Political cartoons are more popular than ever. Cartoons are quick, bite-sized pieces of visual commentary that work great in print and on the Web. Cartoons spread across social networks like Facebook and Twitter like wildfire, look great on tablets and on smart phones, and can easily reach millions of readers in the click of a few buttons. Editorial cartoons are part of state-mandated testing in 8th and 11th grade, and a part of the weekly homework for millions of students in America.
Editorial cartoonists are still widely syndicated in newspapers across the country and have a huge audience, but national syndication pays only a small fraction of what cartoonists made from traditional newspaper staff jobs, and as newspapers decline, cartoonist jobs have been cut, making editorial cartoonists an endangered species. The rate of editorial cartoonists leaving the profession has accelerated in recent years and months.
An important and popular part of the public debate is in danger of being lost. Today there are less than 70 editorial cartoonists in America who have staff jobs; a few years ago there were twice that number. Cartoonists have been losing their jobs in tandem with newsroom journalists, but since there were fewer cartoonists to start with, the diminished numbers threaten the viability of our art form and it's role in the public debate.
You can help stop the decline of our profession, by saving one important voice at an important time. You can keep Bill Day working, and we'll make sure his work continues to be a part of the public debate, seen by millions or readers.
Our goal is to raise $35,000, to be paid as a "salary" to Bill to draw at least four editorial cartoons a week, every week, for an entire year. Bill's cartoons cover national issues, everything from the Presidential election to Wall Street, the dysfunctional Congress and our corrupt political system. We'll produce two eBook collections of his cartoons - "2012: A Year in Cartoons" and "2013: A Year in Cartoons" that will chronicle the events of the year through the spectrum of Bill's sharp with and pen tips.

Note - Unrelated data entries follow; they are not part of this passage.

//! Collision tests between the periphery, bodies and point clouds.
use crate::body::{Body, BodyShape};
use crate::geometry::{norm, point};
use crate::periphery::{Periphery, PeripheryShape};
use crate::types::{Error, Result};

/// Anything that can take part in a collision test.
#[derive(Debug, Clone, Copy)]
pub enum Collider<'a> {
    /// The periphery.
    Periphery(&'a Periphery),
    /// A rigid body.
    Body(&'a Body),
    /// Interleaved points, e.g. fiber nodes.
    PointCloud(&'a [f64]),
}

impl<'a> From<&'a Periphery> for Collider<'a> {
    fn from(periphery: &'a Periphery) -> Self {
        Collider::Periphery(periphery)
    }
}

impl<'a> From<&'a Body> for Collider<'a> {
    fn from(body: &'a Body) -> Self {
        Collider::Body(body)
    }
}

impl<'a> From<&'a [f64]> for Collider<'a> {
    fn from(points: &'a [f64]) -> Self {
        Collider::PointCloud(points)
    }
}

impl Collider<'_> {
    fn name(&self) -> &'static str {
        match self {
            Collider::Periphery(p) => p.shape().name(),
            Collider::Body(b) => b.shape().name(),
            Collider::PointCloud(_) => "point cloud",
        }
    }

    fn is_empty_periphery(&self) -> bool {
        matches!(self, Collider::Periphery(p) if p.n_nodes_global() == 0)
    }
}

/// Whether `a` and `b` are closer than `threshold`.
///
/// A periphery without nodes never collides. Shape pairs without a test give
/// [Error::UnsupportedShapePair].
pub fn check_collision(a: Collider, b: Collider, threshold: f64) -> Result<bool> {
    if a.is_empty_periphery() || b.is_empty_periphery() {
        return Ok(false);
    }
    match (a, b) {
        (Collider::Periphery(p), Collider::Body(body))
        | (Collider::Body(body), Collider::Periphery(p)) => {
            match (p.shape(), body.shape()) {
                (PeripheryShape::Spherical { radius }, BodyShape::Spherical { radius: r_body }) => {
                    Ok(norm(body.position()) + r_body + threshold > *radius)
                }
                _ => Err(Error::UnsupportedShapePair(a.name(), b.name())),
            }
        }
        (Collider::Periphery(p), Collider::PointCloud(points))
        | (Collider::PointCloud(points), Collider::Periphery(p)) => match p.shape() {
            PeripheryShape::Spherical { radius } => {
                let limit = radius - threshold;
                Ok((0..points.len() / 3).any(|i| norm(&point(points, i)) > limit))
            }
            PeripheryShape::Generic => Err(Error::UnsupportedShapePair(a.name(), b.name())),
        },
        (Collider::Body(b1), Collider::Body(b2)) => match (b1.shape(), b2.shape()) {
            (BodyShape::Spherical { radius: r1 }, BodyShape::Spherical { radius: r2 }) => {
                let c1 = b1.position();
                let c2 = b2.position();
                let d = [c1[0] - c2[0], c1[1] - c2[1], c1[2] - c2[2]];
                Ok(norm(&d) < r1 + r2 + threshold)
            }
            _ => Err(Error::UnsupportedShapePair(a.name(), b.name())),
        },
        _ => Err(Error::UnsupportedShapePair(a.name(), b.name())),
    }
}

#[cfg(test)]
mod test {
    use super::{check_collision, Collider};
    use crate::body::{Body, BodyPrecompute, BodyShape};
    use crate::distribution::DistributionPlan;
    use crate::periphery::{Periphery, PeripheryPrecompute, PeripheryShape};
    use crate::types::Error;
    use nalgebra::UnitQuaternion;

    fn sphere_body(center: [f64; 3], radius: f64) -> Body {
        Body::new(
            BodyPrecompute::sphere(8, radius).unwrap(),
            center,
            UnitQuaternion::identity(),
            BodyShape::Spherical { radius },
        )
    }

    fn spherical_shell(radius: f64) -> Periphery {
        let (positions, normals) = crate::geometry::fibonacci_sphere(4, radius);
        let normals = normals.iter().map(|v| -v).collect();
        let precompute =
            PeripheryPrecompute::new(positions, normals, vec![1.0; 4], vec![0.0; 144], vec![0.0; 144])
                .unwrap();
        Periphery::new(
            &precompute,
            PeripheryShape::Spherical { radius },
            DistributionPlan::single_process(4),
        )
        .unwrap()
    }

    #[test]
    fn test_body_in_spherical_periphery() {
        let shell = spherical_shell(5.0);
        let inside = sphere_body([1.0, 0.0, 0.0], 1.0);
        let touching = sphere_body([3.9, 0.0, 0.0], 1.0);
        assert!(!check_collision((&shell).into(), (&inside).into(), 0.1).unwrap());
        assert!(check_collision((&touching).into(), (&shell).into(), 0.2).unwrap());
    }

    #[test]
    fn test_points_in_spherical_periphery() {
        let shell = spherical_shell(2.0);
        let points = [0.0, 0.0, 0.0, 0.0, 1.95, 0.0];
        assert!(!check_collision((&shell).into(), Collider::PointCloud(&points[..3]), 0.1).unwrap());
        assert!(check_collision(Collider::PointCloud(&points), (&shell).into(), 0.1).unwrap());
    }

    #[test]
    fn test_spherical_bodies() {
        let a = sphere_body([0.0; 3], 1.0);
        let b = sphere_body([2.5, 0.0, 0.0], 1.0);
        assert!(!check_collision((&a).into(), (&b).into(), 0.4).unwrap());
        assert!(check_collision((&a).into(), (&b).into(), 0.6).unwrap());
    }

    #[test]
    fn test_empty_periphery_never_collides() {
        let shell = Periphery::empty();
        let body = sphere_body([0.0; 3], 1.0);
        assert!(!check_collision((&shell).into(), (&body).into(), 1.0).unwrap());
        assert!(!check_collision((&shell).into(), Collider::PointCloud(&[10.0, 0.0, 0.0]), 1.0).unwrap());
    }

    #[test]
    fn test_unsupported_pairs() {
        let generic = Body::new(
            BodyPrecompute::sphere(8, 1.0).unwrap(),
            [0.0; 3],
            UnitQuaternion::identity(),
            BodyShape::Generic,
        );
        let sphere = sphere_body([3.0, 0.0, 0.0], 1.0);
        assert!(matches!(
            check_collision((&generic).into(), (&sphere).into(), 0.0),
            Err(Error::UnsupportedShapePair("generic body", "spherical body"))
        ));
        assert!(matches!(
            check_collision((&sphere).into(), Collider::PointCloud(&[0.0; 3]), 0.0),
            Err(Error::UnsupportedShapePair(_, "point cloud"))
        ));
    }
}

And if we're able to raise more; $70,000 or $100,000, we will keep Bill working at the important job of drawing political cartoons for the next 2-3 years. All donated funds will be kept in a segregated fund for Bill's salary; CagleCartoons.com will not share in any of it; all of the funds, after Indiegogo's share and expenses, will go to Bill, in exchange for his commitment to continue his great work, and to provide the donors with great premiums, including Bill's original artwork.
Our unique American art form needs you. Bill needs you. Please, save our profession, save Bill and keep an important, progressive voice in the public debate by donating to keep Bill drawing for the next year and beyond.